These days it is hard to write about the Zimbabwean state. In 2000 President Mugabe and his ministers seemingly junked their own well-established principles of technocratic management. Nowhere was this volte-face more apparent than in policies related to land and natural resources. Rhodesia and then Zimbabwe had led the world in soil conservation, agricultural extension, export tobacco, and eco-tourism. Suddenly, however, crazed "war veterans" and other paramilitary groups were slashing and burning their way through institutions and practices previously considered inviolate. After a pause of some years, Anglo-American scholars have produced a spate of books on Zimbabwe, but none dissects the state and makes sense of its transformation more competently and completely than Alexander's The Unsettled Land. Her post-2000 chapter describes "a closely orchestrated process of remaking the state . . . in which land took centre stage" (180). Throughout, Alexander stresses complexity and compromise. Viewed through the lens of development policy, Zimbabwe has seen no revolutions, only recalibrations of the balance among technocracy, violence, and lineage-based rule. Alexander emphasizes flux and nuance, thus distinguishing her account from Mahmood Mamdani's "one-size-fits-all model" (5) and that of James Scott as well. This careful treatment is sure to set a new standard for histories of state-making in Africa.

The Unsettled Land advances its argument through two district-level case studies. In another innovative move, Alexander focuses on the local state, caught as it is between administrative rationale(s) and the quotidian muddle [End Page 166] of implementation. More interesting still, her cases—Chimanimani in Manicaland and Insiza in Matabeleland—straddle conventional oppositions: Shona versus Ndebele, crops versus cattle, and loyalty versus opposition to the postcolonial state. As Alexander demonstrates, those binaries cast little light upon the interstices of ruling and being ruled. So too, the conventional account of technocratic land-use planning (1940s–1960s) giving way to a traditionalist policy (1960s–1970s) and returning to technocracy (1980s–1990s) explains only part of the story. In each period, planners, extension agents, district administrators, chiefs, headmen, and their subjects had to negotiate with each other. Sometimes debate broke into the open, but more often players conducted it through indirection, innuendo, and double-dealing. For instance, peasants frequently demanded larger native reserves while the state insisted they use the existing reserves more efficiently. In either scenario, chiefs might benefit or lose, depending on population densities and the extent to which they did and would control land allocation. Hence they hedged in their advocacy, at different times following one, both, or neither approach. Plausible deniability was the rule of thumb. The stakes were particularly high during periods of armed insurrection: the independence war of the 1970s, and Matabeleland's Gukurahundi of the 1980s, wherein the army massacred thousands.
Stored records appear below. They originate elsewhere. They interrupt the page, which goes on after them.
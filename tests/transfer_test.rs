/// Listing and download drivers against the loopback device
use bytes::Bytes;
use std::time::Duration;
use tokio::sync::mpsc;

use recsync::emulator::{LoopbackDevice, TransferFault, PAGE_SIZE};
use recsync::protocol::{ButtonCommand, DeviceClient, DeviceEvent, Request};
use recsync::transfer::{list_files, Download, TransferEvent};
use recsync::util::{CancelSource, CancelToken};
use recsync::TransferFailure;

fn device() -> LoopbackDevice {
	LoopbackDevice::new("test")
		.with_chunk_size(100)
		.with_mtu(32)
		.with_recording(b"OLD", Bytes::from(vec![1u8; 250]), 100)
		.with_recording(b"NEW", Bytes::from(vec![2u8; 1000]), 300)
		.with_recording(b"MID", Bytes::from(vec![3u8; 0]), 200)
}

async fn connected(device: LoopbackDevice) -> DeviceClient<LoopbackDevice> {
	let mut client = DeviceClient::new(device);
	client.connect().await.unwrap();
	client
}

#[tokio::test]
async fn test_listing_sorts_newest_first() {
	let mut client = connected(device()).await;
	let catalog = list_files(&mut client).await.unwrap();
	let names: Vec<_> = catalog.iter().map(|f| f.display_name.as_str()).collect();
	assert_eq!(names, vec!["NEW", "MID", "OLD"]);
	assert_eq!(catalog[0].size_bytes, 1000);
}

#[tokio::test]
async fn test_listing_spans_pages() {
	let mut device = LoopbackDevice::new("paged");
	for i in 0..(PAGE_SIZE * 2 + 1) {
		device = device.with_recording(format!("R{}", i).as_bytes(), Bytes::new(), i as u32);
	}
	let mut client = connected(device).await;
	let catalog = list_files(&mut client).await.unwrap();
	assert_eq!(catalog.len(), PAGE_SIZE * 2 + 1);
}

#[tokio::test]
async fn test_download_reports_progress_and_completes() {
	let mut client = connected(device()).await;
	let catalog = list_files(&mut client).await.unwrap();
	let target = catalog[0].clone();

	let mut download = Download::new(&mut client, target, CancelToken::never());
	let mut percents = Vec::new();
	let mut completed = None;
	while let Some(event) = download.next().await {
		match event {
			TransferEvent::Started { expected_size } => assert_eq!(expected_size, 1000),
			TransferEvent::Progress(p) => percents.push(p.percent),
			TransferEvent::Completed(done) => completed = Some(done),
			other => panic!("unexpected {:?}", other),
		}
	}
	assert_eq!(percents, vec![10, 20, 30, 40, 50, 60, 70, 80, 90, 100]);
	let done = completed.unwrap();
	assert_eq!(done.byte_len(), 1000);
	assert!(done.chunks.iter().all(|c| c.iter().all(|&b| b == 2)));
}

#[tokio::test]
async fn test_zero_length_file_completes() {
	let mut client = connected(device()).await;
	let catalog = list_files(&mut client).await.unwrap();
	let empty = catalog.into_iter().find(|f| f.size_bytes == 0).unwrap();
	let event = Download::new(&mut client, empty, CancelToken::never()).finish().await;
	assert!(matches!(event, TransferEvent::Completed(ref done) if done.byte_len() == 0));
}

#[tokio::test]
async fn test_short_transfer_fails_with_size_mismatch() {
	let mut client = connected(device().with_fault(b"NEW", TransferFault::ShortBy(10))).await;
	let catalog = list_files(&mut client).await.unwrap();
	let event = Download::new(&mut client, catalog[0].clone(), CancelToken::never()).finish().await;
	assert_eq!(
		event,
		TransferEvent::Failed(TransferFailure::SizeMismatch { expected: 1000, received: 990 })
	);
}

#[tokio::test]
async fn test_corrupt_chunk_is_dropped_and_fails_transfer() {
	let mut client = connected(device().with_fault(b"NEW", TransferFault::CorruptChunk(3))).await;
	let catalog = list_files(&mut client).await.unwrap();
	let event = Download::new(&mut client, catalog[0].clone(), CancelToken::never()).finish().await;
	assert_eq!(
		event,
		TransferEvent::Failed(TransferFailure::SizeMismatch { expected: 1000, received: 900 })
	);
	assert_eq!(client.stats().invalid_frames, 1);
}

#[tokio::test]
async fn test_device_stop_cancels() {
	let mut client = connected(device().with_fault(b"NEW", TransferFault::StopAfter(2))).await;
	let catalog = list_files(&mut client).await.unwrap();
	let event = Download::new(&mut client, catalog[0].clone(), CancelToken::never()).finish().await;
	assert_eq!(event, TransferEvent::Cancelled);
}

#[tokio::test]
async fn test_disconnect_fails_transfer() {
	let mut client = connected(device().with_fault(b"NEW", TransferFault::DisconnectAfter(4))).await;
	let catalog = list_files(&mut client).await.unwrap();
	let event = Download::new(&mut client, catalog[0].clone(), CancelToken::never()).finish().await;
	assert_eq!(event, TransferEvent::Failed(TransferFailure::Disconnected));
	assert!(!client.link().is_connected());
}

#[tokio::test]
async fn test_host_cancel_sends_stop_import() {
	let mut client = connected(device()).await;
	let catalog = list_files(&mut client).await.unwrap();
	let source = CancelSource::new();

	let mut download = Download::new(&mut client, catalog[0].clone(), source.token());
	let mut events = 0;
	while let Some(event) = download.next().await {
		events += 1;
		if events == 3 {
			source.cancel();
		}
		if event.is_terminal() {
			assert_eq!(event, TransferEvent::Cancelled);
		}
	}
	assert_eq!(download.session().received(), 0);
	drop(download);
	assert_eq!(client.link().requests().last(), Some(&Request::StopImport));

	// The device answers normally after the stop
	let catalog = list_files(&mut client).await.unwrap();
	assert_eq!(catalog.len(), 3);
}

#[tokio::test]
async fn test_button_press_routed_out_of_band() {
	let (tx, mut rx) = mpsc::unbounded_channel();
	let device = device().with_fault(b"NEW", TransferFault::ButtonAfter(5, ButtonCommand::DoublePress));
	let mut client = DeviceClient::new(device).with_events(tx);
	client.connect().await.unwrap();
	let catalog = list_files(&mut client).await.unwrap();

	let event = Download::new(&mut client, catalog[0].clone(), CancelToken::never()).finish().await;
	assert!(matches!(event, TransferEvent::Completed(ref done) if done.byte_len() == 1000));

	let mut buttons = Vec::new();
	while let Ok(event) = rx.try_recv() {
		if let DeviceEvent::Button(b) = event {
			buttons.push(b);
		}
	}
	assert_eq!(buttons, vec![ButtonCommand::DoublePress]);
}

#[tokio::test(start_paused = true)]
async fn test_stalled_transfer_times_out_with_watchdog() {
	let device = device().with_fault(b"NEW", TransferFault::StallAfter(2));
	let mut client = DeviceClient::new(device).with_response_timeout(Some(Duration::from_secs(5)));
	client.connect().await.unwrap();
	let catalog = list_files(&mut client).await.unwrap();

	let event = Download::new(&mut client, catalog[0].clone(), CancelToken::never()).finish().await;
	assert_eq!(event, TransferEvent::Failed(TransferFailure::Timeout));
}

// vim: ts=4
In those contexts, a convincing show of loyalty meant the difference between life and death. Given these constraints, how could the state ever promote its high-minded ideals of conservation, agricultural improvement, or democracy?

On this last point only—a speculation on democracy in rural Zimbabwe—The Unsettled Land leaves questions unanswered. Colonialism, post-colonial development, and other modernizing projects have carried with them the legacy of the French Revolution: to replace monarchy and oligarchy with some form of popular enfranchisement. In the 1980s and 1990s this drive marginalized and displaced chiefs with one elected committee after another: from village development committees, to rural district councils, to wildlife committees, all of which Alexander discusses separately. Taken together, this institutional ferment threatened to democratize the polity from below—and even to feminize it, as many of the committees required a quota of female office-holders. By the late 1990s, international donors, local NGOs, and many civil servants openly advocated the replacement of male, hereditary leadership with more-or-less meritocratic structures. Neither technocratic nor traditionalist, these voices echoed far older movements...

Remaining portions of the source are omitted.